YOUR OBJECTIVE: Given the entries below, copy each of them out exactly.

RECORDS SHOWN:
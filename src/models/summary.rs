//! Derived, non-persisted aggregates

use serde::Serialize;

use super::money::Money;

/// Totals over all transactions plus the same totals for the current month
#[derive(Debug, Clone, Copy, PartialEq, Eq, Default, Serialize)]
#[serde(rename_all = "camelCase")]
pub struct FinancialSummary {
    pub total_income: Money,
    pub total_expenses: Money,
    pub balance: Money,
    pub monthly_income: Money,
    pub monthly_expenses: Money,
    pub monthly_balance: Money,
}

impl FinancialSummary {
    /// Build a summary; balances are always derived from income and expenses
    pub fn new(
        total_income: Money,
        total_expenses: Money,
        monthly_income: Money,
        monthly_expenses: Money,
    ) -> Self {
        Self {
            total_income,
            total_expenses,
            balance: total_income - total_expenses,
            monthly_income,
            monthly_expenses,
            monthly_balance: monthly_income - monthly_expenses,
        }
    }

    /// Share of this month's income that was kept, as a percentage
    ///
    /// Zero when there was no income this month.
    pub fn savings_rate(&self) -> f64 {
        if !self.monthly_income.is_positive() {
            return 0.0;
        }
        self.monthly_balance.percentage_of(self.monthly_income)
    }
}

/// Expense total for one category
#[derive(Debug, Clone, PartialEq, Eq, Serialize)]
pub struct CategorySpending {
    pub category: String,
    pub total: Money,
    pub count: usize,
}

REPLY TO THE EXERCISE:
filename src/models/summary.rs
//! Derived, non-persisted aggregates

use serde::Serialize;

use super::money::Money;

/// Totals over all transactions plus the same totals for the current month
#[derive(Debug, Clone, Copy, PartialEq, Eq, Default, Serialize)]
#[serde(rename_all = "camelCase")]
pub struct FinancialSummary {
    pub total_income: Money,
    pub total_expenses: Money,
    pub balance: Money,
    pub monthly_income: Money,
    pub monthly_expenses: Money,
    pub monthly_balance: Money,
}

impl FinancialSummary {
    /// Build a summary; balances are always derived from income and expenses
    pub fn new(
        total_income: Money,
        total_expenses: Money,
        monthly_income: Money,
        monthly_expenses: Money,
    ) -> Self {
        Self {
            total_income,
            total_expenses,
            balance: total_income - total_expenses,
            monthly_income,
            monthly_expenses,
            monthly_balance: monthly_income - monthly_expenses,
        }
    }

    /// Share of this month's income that was kept, as a percentage
    ///
    /// Zero when there was no income this month.
    pub fn savings_rate(&self) -> f64 {
        if !self.monthly_income.is_positive() {
            return 0.0;
        }
        self.monthly_balance.percentage_of(self.monthly_income)
    }
}

/// Expense total for one category
#[derive(Debug, Clone, PartialEq, Eq, Serialize)]
pub struct CategorySpending {
    pub category: String,
    pub total: Money,
    pub count: usize,
}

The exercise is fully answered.